“While China topping the list perhaps doesn’t come as too much of a surprise, residents of (and travelers to) other countries may be surprised and concerned at the extent of biometric information that is being collected on them and what is happening to it afterward.”
This really should not come as a surprise, because last year Comparitech revealed that American and Chinese cities lead the world in spying on their citizens.

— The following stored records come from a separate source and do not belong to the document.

/// Data-processing handlers.
///
/// Only a PC destination can redirect execution, so every handler here
/// declines with the linear sentinel first and evaluates the operation over
/// the snapshot only when Rd is the PC.

use crate::common::*;
use crate::core::{CPSR, Mode, StepSource, PC_REG};
use super::NextAddr;

#[derive(Clone, Copy, PartialEq, Eq, Debug)]
pub enum AluOp {
    And, Eor, Sub, Rsb, Add, Adc, Sbc, Rsc, Orr, Bic, Mov, Mvn,
    Tst, Teq, Cmp, Cmn,
    /// ADR, the ADD and SUB encodings with Rn = PC and S clear.
    AdrAdd, AdrSub,
}

/// The MOV/shift opcode's concrete forms. The multiplexer resolves the
/// ambiguous LSL#0 (MOV) and ROR#0 (RRX) encodings before we get here.
#[derive(Clone, Copy, PartialEq, Eq, Debug)]
pub enum ShiftOp {
    MovReg,
    LslImm, LsrImm, AsrImm, RorImm, Rrx,
    LslReg, LsrReg, AsrReg, RorReg,
}

impl ShiftOp {
    fn shifts_by_register(self) -> bool {
        matches!(self, ShiftOp::LslReg | ShiftOp::LsrReg | ShiftOp::AsrReg | ShiftOp::RorReg)
    }
}

/// Register read with the pipeline offset: the PC reads as the address of
/// the current instruction plus 8.
pub(super) fn read_reg<C: StepSource>(core: &C, n: usize) -> u32 {
    if n == PC_REG {
        core.reg(PC_REG).wrapping_add(8)
    } else {
        core.reg(n)
    }
}

/// Shift-by-immediate operand, with the zero-amount special encodings:
/// LSR #0 means LSR #32, ASR #0 means ASR #32, ROR #0 means RRX.
pub(super) fn shift_imm_operand<C: StepSource>(core: &C, i: u32) -> u32 {
    let rm = read_reg(core, field(i, 0, 3) as usize);
    let amount = field(i, 7, 11);
    match field(i, 5, 6) {
        0b00 => rm << amount,
        0b01 => if amount == 0 { 0 } else { rm >> amount },
        0b10 => {
            let by = if amount == 0 { 31 } else { amount };
            ((rm as i32) >> by) as u32
        }
        _ => {
            if amount == 0 {
                (core.cpsr().carry() << 31) | (rm >> 1)
            } else {
                rm.rotate_right(amount)
            }
        }
    }
}

/// Register-shifted-register operand: the amount is the low byte of Rs,
/// shifts of 32 or more saturate per shift kind.
pub(super) fn shift_reg_operand<C: StepSource>(core: &C, i: u32) -> u32 {
    let rm = read_reg(core, field(i, 0, 3) as usize);
    let amount = core.reg(field(i, 8, 11) as usize) & 0xFF;
    match field(i, 5, 6) {
        0b00 => if amount >= 32 { 0 } else { rm << amount },
        0b01 => if amount >= 32 { 0 } else { rm >> amount },
        0b10 => ((rm as i32) >> std::cmp::min(amount, 31)) as u32,
        _ => rm.rotate_right(amount & 0x1F),
    }
}

/// Rotated-immediate operand.
fn imm_operand(i: u32) -> u32 {
    field(i, 0, 7).rotate_right(field(i, 8, 11) * 2)
}

/// Exception return: an S-bit data op (or LDM with restore) writing the PC.
/// User and System have no SPSR, so the step traps to the SVC vector; Hyp
/// must use ERET instead.
pub(super) fn exception_return<C: StepSource>(core: &C, result: u32) -> NextAddr {
    match core.cpsr().mode() {
        Some(Mode::Usr) | Some(Mode::Sys) => NextAddr::arm(0x8).unpredictable(),
        Some(Mode::Hyp) => NextAddr::undefined(),
        _ => {
            if core.spsr().contains(CPSR::T) {
                NextAddr::thumb(result & !1)
            } else {
                NextAddr::arm(result & !3)
            }
        }
    }
}

/// Classify a value computed into the PC: the S bit selects the
/// exception-return path, otherwise the target's low bits pick the state.
fn pc_result<C: StepSource>(core: &C, i: u32, result: u32, unpred: bool) -> NextAddr {
    let out = if test_bit(i, 20) {
        exception_return(core, result)
    } else {
        NextAddr::from_target(result)
    };
    out.unpredictable_if(unpred)
}

fn eval(op: AluOp, a: u32, b: u32, cpsr: CPSR) -> Option<u32> {
    use AluOp::*;
    let borrow = 1 - cpsr.carry();
    Some(match op {
        And => a & b,
        Eor => a ^ b,
        Sub => a.wrapping_sub(b),
        Rsb => b.wrapping_sub(a),
        Add => a.wrapping_add(b),
        Adc => a.wrapping_add(b).wrapping_add(cpsr.carry()),
        Sbc => a.wrapping_sub(b).wrapping_sub(borrow),
        Rsc => b.wrapping_sub(a).wrapping_sub(borrow),
        Orr => a | b,
        Bic => a & !b,
        Mov | AdrAdd => b,
        Mvn => !b,
        AdrSub => b,
        Tst | Teq | Cmp | Cmn => return None,
    })
}

fn data_common<C: StepSource>(core: &C, i: u32, op: AluOp, op2: u32, unpred: bool) -> NextAddr {
    if field(i, 12, 15) as usize != PC_REG {
        return NextAddr::linear();
    }
    let a = match op {
        // ADR reads the PC aligned down to a word boundary.
        AluOp::AdrAdd | AluOp::AdrSub => read_reg(core, PC_REG) & !3,
        _ => read_reg(core, field(i, 16, 19) as usize),
    };
    let b = match op {
        AluOp::AdrAdd => a.wrapping_add(op2),
        AluOp::AdrSub => a.wrapping_sub(op2),
        _ => op2,
    };
    match eval(op, a, b, core.cpsr()) {
        Some(result) => pc_result(core, i, result, unpred),
        // Compares have no destination.
        None => NextAddr::linear(),
    }
}

pub(super) fn data_imm<C: StepSource>(core: &C, i: u32, op: AluOp) -> NextAddr {
    data_common(core, i, op, imm_operand(i), false)
}

pub(super) fn data_reg<C: StepSource>(core: &C, i: u32, op: AluOp) -> NextAddr {
    data_common(core, i, op, shift_imm_operand(core, i), false)
}

/// Register-shifted-register forms: a PC destination is architecturally
/// UNPREDICTABLE on top of whatever the computed target says.
pub(super) fn data_rsr<C: StepSource>(core: &C, i: u32, op: AluOp) -> NextAddr {
    data_common(core, i, op, shift_reg_operand(core, i), true)
}

/// The MOV/shift forms (MOV, LSL, LSR, ASR, ROR, RRX).
pub(super) fn shift_move<C: StepSource>(core: &C, i: u32, op: ShiftOp) -> NextAddr {
    if field(i, 12, 15) as usize != PC_REG {
        return NextAddr::linear();
    }
    let by_reg = op.shifts_by_register();
    let result = if by_reg {
        shift_reg_operand(core, i)
    } else {
        shift_imm_operand(core, i)
    };
    pc_result(core, i, result, by_reg)
}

Last week, I wrote an article explaining how 2019 would go down as the year that facial recognition and corporate surveillancebecame commonplace in America.
Comparitech’s recent study on biometric privacy compared how 50 countries collect and use data to identify innocent people:
- Many countries collect travelers’ biometric data, often through visas or biometric checks at airports
- Every country we studied is using biometrics for bank accounts, e.g. fingerprints to access online app data and/or to confirm identities within the banks themselves
- Despite many countries recognizing biometric data as sensitive, increased biometric use is widely accepted
- Facial recognition CCTV is being implemented in a large number of countries, or at least being tested
- EU countries scored better overall than non-EU countries due to GDPR regulations protecting the use of biometrics in the workplace (to some extent)
The USA Is The 4th Worst Abuser Of Citizen’s Biometric Privacy
Comparitech warns, “these 5 countries show a concerning lack of regard for the privacy of people’s biometric data.” That’s right, the former “land of the free” has become the land of the surveilled and tracked.
How can that be you ask?
According to Comparitech, the United States scores highly in most areas due to:
- Having biometrics in passports, ID cards, and bank accounts.
- Having a biometric voting system (optical scan equipment used in a large number of states).
- Not having a specific law to protect citizens’ biometrics. While there is a handful of state laws that protect state residents’ biometrics (as can be seen in our state privacy study), this does leave many US citizens’ biometrics exposed as there is no federal law in place.
- Implementing the widespread use of facial recognition cameras with law enforcement pushing for further use in the identification of criminals. For example, the FBI and ICE have recently been criticized due to their use of facial recognition technology to scan drivers’ license photos without gaining the citizens’ consent beforehand. Equally, some city-level bans have been put in place with San Francisco (CA), Oakland (CA), Berkeley (CA), and Somerville (MA) banning government use of facial recognition technology.
- The growing use of biometrics in the workplace. Many companies use employees’ biometrics for certain actions, e.g. using a fingerprint to gain access to a work computer. Again, some state laws offer a little more protection but this still leaves many employees’ biometrics exposed.
- Fingerprints being required for most American visas and everyone’s fingerprints being collected upon entry to the country.
Curiously, Comparitech failed to elaborate on DHS’s national Real-ID program which forces everyone to provide biometric information to drive or fly in America. If they had included Real-ID in their study it is my opinion that America would be 2nd only to China in abusing citizen’s biometric privacy.
The other countries listed in the top ten worst abusers of citizens biometric privacy rights, India, South Africa, Brazil, Nigeria, and Argentina are all countries one might expect to be in or near the top but a neighbor to America’s north is also one of the worst, Canada.
As I mentioned earlier, the Western world has used 9/11 as an excuse to abuse citizen’s privacy rights and, sadly, Canada is no exception.
What does this study teach us?
That countries like Canada and the United States, once bastion’s of a free society, are now near mirror-images of surveillance states, like China, Malaysia, Pakistan, India, the Philippines and Taiwan is horrifying.
The Carnegie Endowment For Peace whitepaper titled, AI Global Surveillance (AIGS) Indexwarned, that AI surveillance is being used by 176 countries to track individuals.
“As the spread of AI surveillance continues unabated. Its use by repressive regimes to engineer crackdowns against targeted populations has already sounded alarm bells.”
And, hopefully, that is what you will take away from this story: our government increasingly uses biometrics and AI surveillance to track everyone.